Assenti com a cabeça
― Não tenho dinheiro para pagar por uma dessas!
Não demorou muito para que o garçom voltasse com os nossos pratos. A comida estava muito apresentável. Até então só havia visto comidas daquele jeito em programas de culinária na TV. O homem colocou três jogos de talheres. Olhei imediatamente para Henrique sem saber o que fazer. Ele me pediu para ter calma e assim que o garçom saiu ele me deu uma aula básica de etiquetas, foi quando consegui comer com mais tranquilidade.
Nota metal: "Os ricos eram muito frescos".
***
Caminhamos até o carro, onde um homem nos esperava. Henrique entregou uma nota dobrada para ele. O homem abriu a porta para nós e nós entramos no carro um de cada vez. Henrique acelerou fazendo o carro sair do lugar. Seguindo firme pela estrada molhada pelo orvalho daquela noite fria da cidade.
― Que tal a gente dar uma passada no meu apartamento, hein? ― perguntou Henrique com um sorriso maroto estampado na sua feição.
Aquele era o momento da noite que eu tinha tanto medo que chegasse e agora finalmente ele havia chegado. Minhas mãos voltaram a suar. Senti meu queixo querendo tremer, mas travei a mandíbula para que aquilo não ficasse evidente. Continuei olhando para a frente sem saber o que fazer. Por um segundo me visualizei pulando para fora do carro pela janela da porta. Não poderia fazer aquilo. Era algo insano.
― Acho melhor não! ― disse vacilante.
― Por que não?
Joguei mais uma risadinha nervosa de muitas ainda no meu estoque inesgotável.
― Bem, eu sei o que você quer e acredite eu não curto muito isso.
― E o que eu quero? ― sua voz soou firme, porém tranquila, seguida por um olhar fatal direcionando à mim com um sorriso malicioso surgindo por fim.
― Bem, você sabe muito bem do que eu estou falando, não se faça de desentendido! ― disse de maneira irritada. ― Aquilo! ― falei fazendo um gesto que consistia em fazer um arco com a mão e jogá-la repetidas vezes para frente.
Ele deu uma gargalhada, o que fez com que eu retornasse a depositar o meu olhar nele.

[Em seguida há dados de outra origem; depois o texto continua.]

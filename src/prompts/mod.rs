use anyhow::{Context, Result};
use tera::{Context as TeraContext, Tera};

use crate::diet::DietRules;

const MEAL_PLAN_SYSTEM_TEMPLATE: &str = include_str!("templates/meal_plan_system.tera");
const MEAL_PLAN_USER_TEMPLATE: &str = include_str!("templates/meal_plan_user.tera");
const TRANSLATE_SYSTEM_TEMPLATE: &str = include_str!("templates/translate_system.tera");

/// System-role instruction for meal plan generation. Embeds the full
/// grounding text so the model's output space is constrained by the
/// allow/avoid lists.
pub fn render_meal_plan_system(rules: &DietRules) -> Result<String> {
    let mut context = TeraContext::new();
    context.insert("grounding_text", &rules.grounding_text());
    Tera::one_off(MEAL_PLAN_SYSTEM_TEMPLATE, &context, false)
        .with_context(|| "failed to render meal plan system prompt")
}

/// User-role instruction naming the culture and optional restrictions and
/// requesting the structured four-category plan.
pub fn render_meal_plan_user(culture: &str, restrictions: Option<&str>) -> Result<String> {
    let mut context = TeraContext::new();
    context.insert("culture", culture);
    let restrictions = restrictions.map(str::trim).filter(|value| !value.is_empty());
    context.insert("restrictions", &restrictions);
    Tera::one_off(MEAL_PLAN_USER_TEMPLATE, &context, false)
        .with_context(|| "failed to render meal plan user prompt")
}

/// System-role instruction for translating a generated plan into the named
/// language while keeping its structure.
pub fn render_translation_system(language_name: &str) -> Result<String> {
    let mut context = TeraContext::new();
    context.insert("language_name", language_name);
    Tera::one_off(TRANSLATE_SYSTEM_TEMPLATE, &context, false)
        .with_context(|| "failed to render translation system prompt")
}

#[cfg(test)]
mod tests {
    use super::*;

    #[test]
    fn system_prompt_contains_every_avoid_item() {
        let rules = DietRules::load().unwrap();
        let prompt = render_meal_plan_system(&rules).unwrap();
        for item in &rules.avoid {
            assert!(prompt.contains(item), "missing avoid item {:?}", item);
        }
        assert!(prompt.contains("Never suggest foods from the \"avoid\" list."));
    }

    #[test]
    fn user_prompt_names_the_culture() {
        let prompt = render_meal_plan_user("Korean", None).unwrap();
        assert!(prompt.contains("Patient's cultural background: Korean"));
        assert!(prompt.contains("Be specific to the Korean cuisine."));
        assert!(!prompt.contains("Additional dietary restrictions"));
    }

    #[test]
    fn user_prompt_appends_restrictions_verbatim() {
        let prompt = render_meal_plan_user("Indian", Some("vegetarian, no eggs")).unwrap();
        assert!(prompt.contains("Additional dietary restrictions: vegetarian, no eggs"));
    }

    #[test]
    fn blank_restrictions_are_omitted() {
        let prompt = render_meal_plan_user("Thai", Some("   ")).unwrap();
        assert!(!prompt.contains("Additional dietary restrictions"));
    }

    #[test]
    fn translation_prompt_names_the_language() {
        let prompt = render_translation_system("Cantonese").unwrap();
        assert!(prompt.contains("into Cantonese."));
        assert!(prompt.contains("Keep the formatting"));
    }
}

Seus dentes perfeitamente brancos e alinhados. Ele tinha uma bela dentição. Talvez seu dentista lhe dissesse muito isso, talvez o seu próprio dentista fosse responsável por aquilo e agora estava satisfeito com o seu trabalho, em todo caso, era impossível não admitir que o seu sorriso era bonito.

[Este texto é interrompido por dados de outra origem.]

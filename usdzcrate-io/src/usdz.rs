//! USDZ packaging
//!
//! A USDZ file here is a ZIP archive holding exactly one entry,
//! [`USDZ_ENTRY_NAME`], with the UTF-8 bytes of a [`SceneDocument`]. The
//! archive is assembled in a temporary file next to the destination and
//! moved into place only once it is complete, so a failed write never leaves
//! a truncated archive behind.

use std::fs;
use std::io::{Read, Write};
use std::path::{Path, PathBuf};

use tempfile::NamedTempFile;
use tracing::{debug, info};
use usdzcrate_core::{Error, Result};
use zip::write::SimpleFileOptions;
use zip::CompressionMethod;

use crate::usda::SceneDocument;

/// Name of the single entry inside every archive.
pub const USDZ_ENTRY_NAME: &str = "default.usda";

/// How the scene entry is stored.
#[derive(Debug, Clone, Copy, Default, PartialEq, Eq)]
pub enum Compression {
    #[default]
    Deflated,
    Stored,
}

impl From<Compression> for CompressionMethod {
    fn from(compression: Compression) -> Self {
        match compression {
            Compression::Deflated => CompressionMethod::Deflated,
            Compression::Stored => CompressionMethod::Stored,
        }
    }
}

#[derive(Debug, Clone, Copy, Default, PartialEq, Eq)]
pub struct ArchiveOptions {
    pub compression: Compression,
}

impl ArchiveOptions {
    pub fn deflated() -> Self {
        Self {
            compression: Compression::Deflated,
        }
    }

    pub fn stored() -> Self {
        Self {
            compression: Compression::Stored,
        }
    }
}

/// Where an archive was written and how large it is.
#[derive(Debug, Clone, PartialEq, Eq)]
pub struct ArchiveReport {
    pub path: PathBuf,
    pub bytes: u64,
}

/// Package `document` as a USDZ archive at `path`.
///
/// Any existing file at `path` is removed first. The parent directory must
/// already exist; see [`ensure_parent_dir`].
pub fn write_usdz<P: AsRef<Path>>(
    document: &SceneDocument,
    path: P,
    options: &ArchiveOptions,
) -> Result<ArchiveReport> {
    let path = path.as_ref();
    let parent = parent_dir(path);
    if !parent.is_dir() {
        return Err(Error::OutputWrite {
            path: path.to_path_buf(),
            source: std::io::Error::new(
                std::io::ErrorKind::NotFound,
                format!("directory {} does not exist", parent.display()),
            ),
        });
    }

    if path.exists() {
        debug!("Removing existing archive {:?}", path);
        fs::remove_file(path).map_err(|e| Error::output_write(path, e))?;
    }

    let staging = NamedTempFile::new_in(parent).map_err(|e| Error::output_write(path, e))?;
    let mut zip = zip::ZipWriter::new(staging);
    let entry_options =
        SimpleFileOptions::default().compression_method(options.compression.into());

    zip.start_file(USDZ_ENTRY_NAME, entry_options)
        .map_err(|e| Error::output_write(path, e))?;
    zip.write_all(document.as_bytes())
        .map_err(|e| Error::output_write(path, e))?;
    let staging = zip.finish().map_err(|e| Error::output_write(path, e))?;

    staging
        .persist(path)
        .map_err(|e| Error::output_write(path, e.error))?;

    let bytes = fs::metadata(path)?.len();
    info!(
        "Wrote {:?} ({} bytes, {:?})",
        path, bytes, options.compression
    );

    Ok(ArchiveReport {
        path: path.to_path_buf(),
        bytes,
    })
}

/// Read every entry of an archive as `(name, bytes)` pairs in stored order.
pub fn read_usdz_entries<P: AsRef<Path>>(path: P) -> Result<Vec<(String, Vec<u8>)>> {
    let path = path.as_ref();
    if !path.exists() {
        return Err(Error::InputNotFound {
            path: path.to_path_buf(),
        });
    }
    let file = fs::File::open(path)?;
    let mut archive = zip::ZipArchive::new(file).map_err(|e| Error::Parse {
        path: path.to_path_buf(),
        details: format!("Invalid USDZ archive: {}", e),
    })?;

    let mut entries = Vec::with_capacity(archive.len());
    for i in 0..archive.len() {
        let mut entry = archive.by_index(i).map_err(|e| Error::Parse {
            path: path.to_path_buf(),
            details: format!("Cannot read entry {}: {}", i, e),
        })?;
        let mut data = Vec::with_capacity(entry.size() as usize);
        entry.read_to_end(&mut data)?;
        entries.push((entry.name().to_string(), data));
    }
    Ok(entries)
}

/// Read the scene entry of an archive back as text.
pub fn read_scene<P: AsRef<Path>>(path: P) -> Result<String> {
    let path = path.as_ref();
    let (_, data) = read_usdz_entries(path)?
        .into_iter()
        .find(|(name, _)| name == USDZ_ENTRY_NAME)
        .ok_or_else(|| Error::Parse {
            path: path.to_path_buf(),
            details: format!("archive has no {} entry", USDZ_ENTRY_NAME),
        })?;
    String::from_utf8(data).map_err(|e| Error::Parse {
        path: path.to_path_buf(),
        details: e.to_string(),
    })
}

/// Create the parent directory of `path` if it is missing.
pub fn ensure_parent_dir<P: AsRef<Path>>(path: P) -> Result<()> {
    let path = path.as_ref();
    let parent = parent_dir(path);
    if !parent.is_dir() {
        debug!("Creating directory {:?}", parent);
        fs::create_dir_all(parent).map_err(|e| Error::output_write(path, e))?;
    }
    Ok(())
}

fn parent_dir(path: &Path) -> &Path {
    match path.parent() {
        Some(parent) if !parent.as_os_str().is_empty() => parent,
        _ => Path::new("."),
    }
}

― Bem, façamos o seguinte então ― disse ele após cessar sua risada. ―, eu não vou fazer nada que você não queira fazer, está bom assim para você?

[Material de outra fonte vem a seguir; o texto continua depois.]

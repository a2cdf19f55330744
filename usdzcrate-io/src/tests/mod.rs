//! Test modules for usdzcrate-io
//!
//! Cross-module tests: loading real files from disk through `load_mesh` and
//! carrying the result through serialization and packaging.
//! Geometric normalization: re-centering and uniform rescaling

use crate::mesh::TriangleMesh;
use crate::traits::Transformable;
use crate::transform::Transform3D;
use tracing::debug;

/// Which normalization steps to apply.
#[derive(Debug, Clone, Copy, PartialEq)]
pub struct NormalizeOptions {
    /// Translate the center of mass to the origin
    pub center: bool,
    /// Longest bounding box edge after scaling; `None` or zero disables scaling
    pub target_size: Option<f32>,
}

impl Default for NormalizeOptions {
    fn default() -> Self {
        Self {
            center: false,
            target_size: None,
        }
    }
}

/// Outcome of a rescale request.
#[derive(Debug, Clone, Copy, PartialEq)]
pub enum ScaleOutcome {
    /// No target size was requested
    Disabled,
    /// Every vertex was scaled by this factor
    Scaled(f32),
    /// The bounding box has no extent, so no factor exists
    DegenerateSkipped,
}

/// Apply the requested steps in order: recenter first, then rescale.
pub fn normalize(mesh: &mut TriangleMesh, options: &NormalizeOptions) -> ScaleOutcome {
    if options.center {
        recenter(mesh);
    }
    match options.target_size {
        Some(size) if size != 0.0 => rescale_longest_edge(mesh, size),
        _ => ScaleOutcome::Disabled,
    }
}

/// Translate the mesh so its center of mass sits at the origin.
pub fn recenter(mesh: &mut TriangleMesh) {
    let com = mesh.center_mass();
    debug!("Recentering mesh from center of mass {:?}", com);
    mesh.transform(&Transform3D::translation(-com.coords));
}

/// Uniformly scale the mesh about the origin so that its longest bounding
/// box edge equals `target_size`.
pub fn rescale_longest_edge(mesh: &mut TriangleMesh, target_size: f32) -> ScaleOutcome {
    let extents = mesh.extents();
    let longest = extents.x.max(extents.y).max(extents.z);
    if !(longest > 0.0) {
        debug!("Bounding box has zero extent, skipping rescale");
        return ScaleOutcome::DegenerateSkipped;
    }

    let factor = target_size / longest;
    debug!("Scaling mesh by {} (longest edge {} -> {})", factor, longest, target_size);
    mesh.transform(&Transform3D::uniform_scaling(factor));
    ScaleOutcome::Scaled(factor)
}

― Olha, eu não sei não viu.
― Tem uma garrafa de champanhe nos esperando lá, a gente pode abrir, ficar conversando, essas coisas e você me diz quando quiser vir embora e eu te trago.
Dei de ombros.
― Isso foi um sim?
― Eu não sei!
― Bem, você ainda vai ter o caminho inteiro até a minha casa para decidir se não quiser mais ir me avisa e eu volto está bem?
Fiz que sim com a cabeça.
― Ótimo! ― disse ele com um pequeno sorriso surgindo no canto da boca. ― Você não vai se arrepender!